Everything from the line with "the total count." down to the last line of the material below must be written out exactly. Leave out all other lines.

+++ Given data +++

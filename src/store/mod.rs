// ABOUTME: Store capability trait for tenant-scoped plan and user persistence
// ABOUTME: Defines the two transactional operations the engine's invariants need
//
// SPDX-License-Identifier: MIT OR Apache-2.0
// Copyright (c) 2025 Lotus Wellness Intelligence

//! # Plan Store
//!
//! The engine performs no I/O of its own; persistence is an injected
//! [`PlanStore`] capability. All operations are scoped by tenant, and
//! lookups filter by tenant before id so "wrong tenant" and "truly
//! absent" are indistinguishable to the caller.
//!
//! Two operations carry the engine's transactional invariants:
//!
//! - [`PlanStore::create_plan_if_no_active`]: the active-plan existence
//!   check and the insert are atomic per (tenant, user), so two racing
//!   generation requests cannot both succeed.
//! - [`PlanStore::record_session_completion`]: the plan-side and
//!   user-side ledger updates apply together or not at all.

use async_trait::async_trait;
use chrono::{DateTime, Utc};
use lotus_core::models::{ApprovalWorkflow, Plan, TenantId, User};
use uuid::Uuid;

use crate::errors::AppResult;

/// SQLite store implementation
pub mod sqlite;

pub use sqlite::SqliteStore;

/// Tenant-scoped persistence capability for plans and users
#[async_trait]
pub trait PlanStore: Send + Sync {
    /// Set up the schema
    async fn migrate(&self) -> AppResult<()>;

    /// Create a user record
    async fn create_user(&self, user: &User) -> AppResult<()>;

    /// Get a user by id within a tenant
    async fn get_user(&self, tenant_id: &TenantId, user_id: Uuid) -> AppResult<Option<User>>;

    /// Update a user's assessed fitness level
    async fn update_user_fitness_level(
        &self,
        tenant_id: &TenantId,
        user_id: Uuid,
        fitness_level: &str,
    ) -> AppResult<()>;

    /// Insert a new plan, atomically failing with `ActivePlanExists` if
    /// the user already has a plan in a non-terminal status.
    async fn create_plan_if_no_active(&self, plan: &Plan) -> AppResult<()>;

    /// The user's most recent pending-or-approved plan, if any
    async fn find_active_plan(
        &self,
        tenant_id: &TenantId,
        user_id: Uuid,
    ) -> AppResult<Option<Plan>>;

    /// Get a plan by id within a tenant
    async fn get_plan(&self, tenant_id: &TenantId, plan_id: Uuid) -> AppResult<Option<Plan>>;

    /// Persist a reviewed workflow record, bumping the plan's
    /// `updated_at`. Returns `NotFound` if the plan is outside the
    /// tenant's scope.
    async fn update_workflow(
        &self,
        tenant_id: &TenantId,
        plan_id: Uuid,
        workflow: &ApprovalWorkflow,
        updated_at: DateTime<Utc>,
    ) -> AppResult<()>;

    /// Pending plans for review, newest first, with the total count.
    /// `page` is 1-based.
    async fn list_pending(
        &self,
        tenant_id: &TenantId,
        page: u32,
        page_size: u32,
    ) -> AppResult<(Vec<Plan>, u64)>;

    /// Apply a completed session to both the plan's usage ledger and the
    /// user's progress ledger in one transaction.
    async fn record_session_completion(
        &self,
        tenant_id: &TenantId,
        plan_id: Uuid,
        user_id: Uuid,
        duration_minutes: u32,
        completed_at: DateTime<Utc>,
    ) -> AppResult<()>;
}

+++

▶ **Written answer**:
    /// Pending plans for review, newest first, with the total count.
    /// `page` is 1-based.
    async fn list_pending(
        &self,
        tenant_id: &TenantId,
        page: u32,
        page_size: u32,
    ) -> AppResult<(Vec<Plan>, u64)>;

    /// Apply a completed session to both the plan's usage ledger and the
    /// user's progress ledger in one transaction.
    async fn record_session_completion(
        &self,
        tenant_id: &TenantId,
        plan_id: Uuid,
        user_id: Uuid,
        duration_minutes: u32,
        completed_at: DateTime<Utc>,
    ) -> AppResult<()>;
}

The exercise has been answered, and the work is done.